Booz Selection Flashcards
What is the key question for 1. Describe?
How do I develop an understanding of the content of my data?
What is the key question for 1. Describe | Processing?
How do I clean and separate my data?
What is the key question for 1. Describe | Processing | Filtering?
How do I identify data based on its absolute or relative values?
What is the key question for 1. Describe | Processing | Imputation?
How do I fill in missing values in my data?
What is the key question for 1. Describe | Processing | Dimensionality Reduction?
How do I reduce the number of dimensions in my data?
What is the key question for 1. Describe | Processing | Normalization & Transformation?
How do I reconcile duplication representations in the data?
What is the key question for 1. Describe | Processing | Feature Extraction?
Really depends on the domain of the information. Variety of methods.
For 1. Describe | Processing | Filtering, If you want to add or remove data based on its value, start with:
Relational algebra projection and selection
For 1. Describe | Processing | Filtering, If early results are uninformative and duplicative, start with:
Outlier removal, Exponential smoothing, Gaussian filter, Median filter
For 1. Describe | Processing | Imputation, If you want to generate values from other observations in your dataset, start with:
Random sampling, Markov Chain Monte Carlo (MC)

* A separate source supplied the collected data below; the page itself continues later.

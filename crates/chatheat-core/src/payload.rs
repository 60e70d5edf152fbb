//! Parsing of retrieved chat log payloads
//!
//! Logs are JSON Lines: a header line followed by one message per line.
//! Some store endpoints return the same records as a single JSON array
//! instead. A web server that cannot find a file may also answer with an
//! HTML page and a success status, so "it came back" is not the same as
//! "it is a log".

use thiserror::Error;
use tracing::trace;

use crate::types::{RawChatRecord, RawMessage};

/// Openings of error pages served in place of a file
const HTML_PREFIXES: &[&str] = &["<!doctype", "<html", "<head", "<body", "<?xml"];

/// Why a payload was not accepted as a chat log
#[derive(Debug, Error, PartialEq, Eq)]
pub enum PayloadError {
    #[error("empty payload")]
    Empty,
    #[error("payload is not valid UTF-8")]
    NotUtf8,
    #[error("payload looks like an HTML page")]
    Html,
    #[error("no line of the payload is a chat record")]
    NoRecords,
}

/// Parse a retrieved file into message records
///
/// Lines that are not chat messages or headers are skipped; the payload is
/// rejected only when nothing usable remains.
pub fn parse_payload(bytes: &[u8]) -> Result<Vec<RawMessage>, PayloadError> {
    let text = std::str::from_utf8(bytes).map_err(|_| PayloadError::NotUtf8)?;
    let text = text.trim_start_matches('\u{feff}').trim();
    if text.is_empty() {
        return Err(PayloadError::Empty);
    }
    if looks_like_html(text) {
        return Err(PayloadError::Html);
    }

    if text.starts_with('[')
        && let Ok(records) = serde_json::from_str::<Vec<serde_json::Value>>(text)
    {
        let messages: Vec<RawMessage> = records
            .into_iter()
            .filter(|value| value.is_object())
            .filter_map(|value| serde_json::from_value::<RawChatRecord>(value).ok())
            .filter(RawChatRecord::is_chat_record)
            .map(RawMessage::from_record)
            .collect();
        return if messages.is_empty() {
            Err(PayloadError::NoRecords)
        } else {
            Ok(messages)
        };
    }

    let mut messages = Vec::new();
    let mut skipped = 0usize;
    for line in text.lines() {
        let line = line.trim();
        if line.is_empty() {
            continue;
        }
        if !line.starts_with('{') {
            skipped += 1;
            continue;
        }
        match serde_json::from_str::<RawChatRecord>(line) {
            Ok(record) if record.is_chat_record() => {
                messages.push(RawMessage::from_record(record))
            }
            Ok(_) => skipped += 1,
            Err(e) => {
                skipped += 1;
                trace!("Skipping malformed chat line: {}", e);
            }
        }
    }

    if skipped > 0 {
        trace!("Skipped {} unreadable lines", skipped);
    }

    if messages.is_empty() {
        Err(PayloadError::NoRecords)
    } else {
        Ok(messages)
    }
}

fn looks_like_html(text: &str) -> bool {
    let head = text.chars().take(16).collect::<String>().to_ascii_lowercase();
    HTML_PREFIXES.iter().any(|prefix| head.starts_with(prefix))
}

For 1. Describe | Processing | Imputation, If you want to generate values without using other observations in your dataset, start with:
Mean, Statistical distributions, Regression models
For 1. Describe | Processing | Dimensionality Reduction, If you need to determine whether there is multi-dimensional correlation, start with:
PCA and other factor analysis
For 1. Describe | Processing | Dimensionality Reduction, If you can represent individual observations by membership in a group, start with:
K-means clustering, Canopy clustering
For 1. Describe | Processing | Dimensionality Reduction, If you have unstructured text data, start with:
Term Frequency/Inverse Document Frequency (TF IDF)

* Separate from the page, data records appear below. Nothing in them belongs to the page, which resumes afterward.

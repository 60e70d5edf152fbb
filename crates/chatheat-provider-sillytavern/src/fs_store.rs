//! Filesystem store over a SillyTavern user data directory
//!
//! Layout (current and pre-1.12 releases alike):
//!
//! ```text
//! <root>/characters/Seraphina.png
//! <root>/chats/Seraphina/Seraphina - 2024-01-05@23h30m15s.jsonl
//! ```
//!
//! The root is found automatically in the usual install locations. You can
//! override it with the `SILLYTAVERN_DATA_PATH` environment variable.

use async_trait::async_trait;
use chatheat_core::error::{HeatmapError, Result};
use chatheat_core::payload::parse_payload;
use chatheat_core::provider::HistoryStore;
use chatheat_core::types::{
    CharacterId, CharacterInfo, LogFileInfo, RawMessage, StoragePath, avatar_stem,
};
use std::path::{Path, PathBuf};
use std::time::SystemTime;
use tracing::{debug, info, warn};
use walkdir::WalkDir;

/// Environment variable naming the data directory
pub const DATA_PATH_ENV: &str = "SILLYTAVERN_DATA_PATH";

const LOG_EXTENSION: &str = "jsonl";
const AVATAR_EXTENSION: &str = "png";

/// One log file found on disk
#[derive(Debug, Clone)]
struct LogEntry {
    path: PathBuf,
    size: u64,
    modified: Option<SystemTime>,
}

/// Chat archive read straight from disk
#[derive(Debug, Clone)]
pub struct FsStore {
    root: PathBuf,
}

impl FsStore {
    /// Use an explicit data directory
    pub fn new(root: impl Into<PathBuf>) -> Self {
        Self { root: root.into() }
    }

    /// Find a data directory in the usual places
    ///
    /// # Errors
    ///
    /// Returns [`HeatmapError::NoDataDirectory`] when no candidate holds a
    /// `chats` or `characters` folder.
    pub fn discover() -> Result<Self> {
        let root = Self::discover_data_paths()
            .into_iter()
            .find(|path| is_data_root(path))
            .ok_or(HeatmapError::NoDataDirectory)?;

        info!("Using SillyTavern data directory {}", root.display());
        Ok(Self::new(root))
    }

    /// Candidate data directories, most specific first
    fn discover_data_paths() -> Vec<PathBuf> {
        let mut paths = Vec::new();

        if let Ok(custom_path) = std::env::var(DATA_PATH_ENV) {
            paths.push(PathBuf::from(custom_path));
        }

        if let Some(home) = dirs::home_dir() {
            paths.push(home.join("SillyTavern/data/default-user"));
            // Releases before 1.12 kept user data under public/
            paths.push(home.join("SillyTavern/public"));
        }

        if let Some(data_dir) = dirs::data_dir() {
            paths.push(data_dir.join("SillyTavern/data/default-user"));
        }

        if let Some(documents) = dirs::document_dir() {
            paths.push(documents.join("SillyTavern/data/default-user"));
        }

        paths
    }

    /// The data directory this store reads from
    pub fn root(&self) -> &Path {
        &self.root
    }

    fn characters_dir(&self) -> PathBuf {
        self.root.join("characters")
    }

    fn chats_dir(&self) -> PathBuf {
        self.root.join("chats")
    }

    /// The folder the host itself would use for this character
    fn log_dir_for(&self, character: &CharacterInfo) -> PathBuf {
        let folder = character
            .avatar
            .as_deref()
            .map(avatar_stem)
            .unwrap_or(&character.display_name);
        self.chats_dir().join(folder)
    }

    /// List log files directly inside `dir`, sorted by file name
    async fn scan_logs(dir: PathBuf) -> Result<Vec<LogEntry>> {
        if !dir.is_dir() {
            debug!("No chat folder at {}", dir.display());
            return Ok(Vec::new());
        }

        tokio::task::spawn_blocking(move || {
            let mut entries: Vec<LogEntry> = WalkDir::new(&dir)
                .min_depth(1)
                .max_depth(1)
                .sort_by_file_name()
                .into_iter()
                .filter_map(|e| e.ok())
                .filter(|e| e.file_type().is_file() && has_extension(e.path(), LOG_EXTENSION))
                .map(|e| {
                    let metadata = e.metadata().ok();
                    LogEntry {
                        path: e.path().to_path_buf(),
                        size: metadata.as_ref().map(|m| m.len()).unwrap_or(0),
                        modified: metadata.and_then(|m| m.modified().ok()),
                    }
                })
                .collect();
            entries.shrink_to_fit();
            entries
        })
        .await
        .map_err(|e| HeatmapError::Io(std::io::Error::other(e.to_string())))
    }

    /// Avatar files, or chat folders when there is no characters folder
    async fn scan_characters(&self) -> Result<Vec<CharacterInfo>> {
        let characters_dir = self.characters_dir();
        let chats_dir = self.chats_dir();

        tokio::task::spawn_blocking(move || {
            let from_avatars = characters_dir.is_dir();
            let (dir, want_dirs) = if from_avatars {
                (characters_dir, false)
            } else {
                (chats_dir, true)
            };

            WalkDir::new(&dir)
                .min_depth(1)
                .max_depth(1)
                .sort_by_file_name()
                .into_iter()
                .filter_map(|e| e.ok())
                .filter(|e| {
                    if want_dirs {
                        e.file_type().is_dir()
                    } else {
                        e.file_type().is_file() && has_extension(e.path(), AVATAR_EXTENSION)
                    }
                })
                .filter_map(|e| e.file_name().to_str().map(str::to_string))
                .enumerate()
                .map(|(index, name)| {
                    let avatar = if want_dirs {
                        format!("{name}.{AVATAR_EXTENSION}")
                    } else {
                        name
                    };
                    CharacterInfo {
                        id: CharacterId::new(index.to_string()),
                        display_name: avatar_stem(&avatar).to_string(),
                        avatar: Some(avatar),
                    }
                })
                .collect::<Vec<CharacterInfo>>()
        })
        .await
        .map_err(|e| HeatmapError::Io(std::io::Error::other(e.to_string())))
    }
}

#[async_trait]
impl HistoryStore for FsStore {
    async fn list_characters(&self) -> Result<Vec<CharacterInfo>> {
        if !is_data_root(&self.root) {
            return Err(HeatmapError::NoDataDirectory);
        }
        let characters = self.scan_characters().await?;
        debug!("Found {} characters", characters.len());
        Ok(characters)
    }

    async fn list_log_files(&self, character: &CharacterInfo) -> Result<Vec<LogFileInfo>> {
        let entries = Self::scan_logs(self.log_dir_for(character)).await?;
        Ok(entries
            .into_iter()
            .filter_map(|entry| {
                let file_name = entry.path.file_name()?.to_str()?.to_string();
                Some(LogFileInfo {
                    file_name,
                    size_bytes: Some(entry.size),
                    last_message: None,
                })
            })
            .collect())
    }

    async fn retrieve_file(&self, path: &StoragePath) -> Result<Option<Vec<u8>>> {
        let folder = path.folder_segment();
        let file = path.file_segment();
        if !is_plain_segment(&folder) || !is_plain_segment(&file) {
            debug!("Refusing non-plain storage path {}", path);
            return Ok(None);
        }

        let full_path = self.chats_dir().join(folder).join(file);
        match tokio::fs::read(&full_path).await {
            Ok(bytes) => Ok(Some(bytes)),
            Err(e) if e.kind() == std::io::ErrorKind::NotFound => Ok(None),
            Err(e) => Err(HeatmapError::Io(e)),
        }
    }

    async fn current_conversation(
        &self,
        character: &CharacterInfo,
    ) -> Result<Option<Vec<RawMessage>>> {
        let entries = Self::scan_logs(self.log_dir_for(character)).await?;
        let Some(latest) = entries.into_iter().max_by_key(|entry| entry.modified) else {
            return Ok(None);
        };

        let bytes = tokio::fs::read(&latest.path).await?;
        match parse_payload(&bytes) {
            Ok(messages) => {
                debug!(
                    "Current conversation for {} is {}",
                    character.display_name,
                    latest.path.display()
                );
                Ok(Some(messages))
            }
            Err(e) => {
                warn!("Latest chat {} is unreadable: {}", latest.path.display(), e);
                Ok(None)
            }
        }
    }
}

fn is_data_root(path: &Path) -> bool {
    path.join("chats").is_dir() || path.join("characters").is_dir()
}

fn has_extension(path: &Path, extension: &str) -> bool {
    path.extension()
        .and_then(|ext| ext.to_str())
        .is_some_and(|ext| ext.eq_ignore_ascii_case(extension))
}

/// A single path component that cannot climb out of the chats folder
fn is_plain_segment(segment: &str) -> bool {
    !segment.is_empty()
        && segment != "."
        && segment != ".."
        && !segment.contains(['/', '\\'])
}

#[cfg(test)]
mod tests {
    use super::*;
    use crate::test_utils::{ENV_MUTEX, EnvVarGuard};
    use filetime::FileTime;
    use std::fs;
    use tempfile::TempDir;

    const LOG: &str = "{\"user_name\":\"User\",\"character_name\":\"Seraphina\"}\n\
                       {\"send_date\":\"2024-01-05@23h30m15s\",\"mes\":\"hi\"}\n";

    fn character(index: usize, avatar: &str) -> CharacterInfo {
        CharacterInfo {
            id: CharacterId::new(index.to_string()),
            display_name: avatar_stem(avatar).to_string(),
            avatar: Some(avatar.to_string()),
        }
    }

    fn data_dir() -> TempDir {
        let dir = TempDir::new().unwrap();
        let root = dir.path();
        fs::create_dir_all(root.join("characters")).unwrap();
        fs::write(root.join("characters/Seraphina.png"), b"png").unwrap();
        fs::write(root.join("characters/Aqua.png"), b"png").unwrap();
        fs::write(root.join("characters/notes.txt"), b"ignored").unwrap();

        let chats = root.join("chats/Seraphina");
        fs::create_dir_all(&chats).unwrap();
        fs::write(chats.join("Seraphina - 2024-01-05@23h30m15s.jsonl"), LOG).unwrap();
        fs::write(chats.join("Seraphina - 2024-02-01@08h00m00s.jsonl"), LOG).unwrap();
        fs::write(chats.join("backup.bak"), b"ignored").unwrap();
        dir
    }

    #[tokio::test]
    async fn test_list_characters_sorted_with_positions() {
        let dir = data_dir();
        let store = FsStore::new(dir.path());
        let characters = store.list_characters().await.unwrap();

        assert_eq!(characters.len(), 2);
        assert_eq!(characters[0], character(0, "Aqua.png"));
        assert_eq!(characters[1], character(1, "Seraphina.png"));
    }

    #[tokio::test]
    async fn test_characters_from_chat_folders() {
        let dir = TempDir::new().unwrap();
        fs::create_dir_all(dir.path().join("chats/Aqua")).unwrap();
        let store = FsStore::new(dir.path());

        let characters = store.list_characters().await.unwrap();
        assert_eq!(characters, vec![character(0, "Aqua.png")]);
    }

    #[tokio::test]
    async fn test_list_log_files() {
        let dir = data_dir();
        let store = FsStore::new(dir.path());

        let logs = store
            .list_log_files(&character(1, "Seraphina.png"))
            .await
            .unwrap();
        let names: Vec<_> = logs.iter().map(|l| l.file_name.as_str()).collect();
        assert_eq!(
            names,
            vec![
                "Seraphina - 2024-01-05@23h30m15s.jsonl",
                "Seraphina - 2024-02-01@08h00m00s.jsonl"
            ]
        );
        assert_eq!(logs[0].size_bytes, Some(LOG.len() as u64));

        let none = store.list_log_files(&character(0, "Aqua.png")).await.unwrap();
        assert!(none.is_empty());
    }

    #[tokio::test]
    async fn test_retrieve_file_raw_and_encoded() {
        let dir = TempDir::new().unwrap();
        let folder = dir.path().join("chats/Alice Smith");
        fs::create_dir_all(&folder).unwrap();
        fs::write(folder.join("Alice Smith - 1.jsonl"), LOG).unwrap();
        let store = FsStore::new(dir.path());

        let raw = StoragePath {
            folder: "Alice Smith".to_string(),
            file_name: "Alice Smith - 1.jsonl".to_string(),
            encode: false,
        };
        assert_eq!(
            store.retrieve_file(&raw).await.unwrap(),
            Some(LOG.as_bytes().to_vec())
        );

        let encoded = StoragePath {
            encode: true,
            ..raw
        };
        assert_eq!(store.retrieve_file(&encoded).await.unwrap(), None);
    }

    #[tokio::test]
    async fn test_retrieve_refuses_traversal() {
        let dir = data_dir();
        let store = FsStore::new(dir.path().join("chats"));
        let sneaky = StoragePath {
            folder: "..".to_string(),
            file_name: "characters/Aqua.png".to_string(),
            encode: false,
        };
        assert_eq!(store.retrieve_file(&sneaky).await.unwrap(), None);
    }

    #[tokio::test]
    async fn test_current_conversation_picks_latest_mtime() {
        let dir = data_dir();
        let chats = dir.path().join("chats/Seraphina");
        let older = chats.join("Seraphina - 2024-02-01@08h00m00s.jsonl");
        let newer = chats.join("Seraphina - 2024-01-05@23h30m15s.jsonl");
        fs::write(&newer, "{\"send_date\":1704497400000,\"mes\":\"latest\"}\n").unwrap();
        filetime::set_file_mtime(&older, FileTime::from_unix_time(1_700_000_000, 0)).unwrap();
        filetime::set_file_mtime(&newer, FileTime::from_unix_time(1_710_000_000, 0)).unwrap();

        let store = FsStore::new(dir.path());
        let messages = store
            .current_conversation(&character(1, "Seraphina.png"))
            .await
            .unwrap()
            .unwrap();
        assert_eq!(messages.len(), 1);
        assert_eq!(messages[0].text, "latest");

        let nothing = store
            .current_conversation(&character(0, "Aqua.png"))
            .await
            .unwrap();
        assert!(nothing.is_none());
    }

    #[tokio::test]
    async fn test_discover_from_env() {
        let _lock = ENV_MUTEX.lock().await;
        let dir = data_dir();
        let mut guard = EnvVarGuard::new();
        guard.set(DATA_PATH_ENV, dir.path().to_str().unwrap());

        let store = FsStore::discover().unwrap();
        assert_eq!(store.root(), dir.path());
    }

    #[tokio::test]
    async fn test_missing_root_is_an_error() {
        let store = FsStore::new("/tmp/nonexistent-sillytavern-root");
        assert!(matches!(
            store.list_characters().await,
            Err(HeatmapError::NoDataDirectory)
        ));
    }
}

For 1. Describe | Processing | Dimensionality Reduction, If you have a variable number of features but your algorithm requires a fixed number, start with:
Feature hashing
For 1. Describe | Processing | Dimensionality Reduction, If you are not sure which features are the most important, start with:
Wrapper methods, Sensitivity analysis
For 1. Describe | Processing | Dimensionality Reduction, If you need to facilitate understanding of the probability distribution of the space, start with:
Self organizing maps
For 1. Describe | Processing | Normalization & Transformation, If you suspect duplicate data elements, start with:
Deduplication
For 1. Describe | Processing | Normalization & Transformation, If you want your data to fall within a specified range, start with:
Normalization
For 1. Describe | Processing | Normalization & Transformation, If your data is stored in a binary format, start with:
Format Conversion
For 1. Describe | Processing | Normalization & Transformation, If you are operating in frequency space, start with:
Fast Fourier Transform (FFT), Discrete wavelet transform
For 1. Describe | Processing | Normalization & Transformation, If you are operating in Euclidian space, start with:
Coordinate transform
What is the key question for 1. Describe | Aggregation?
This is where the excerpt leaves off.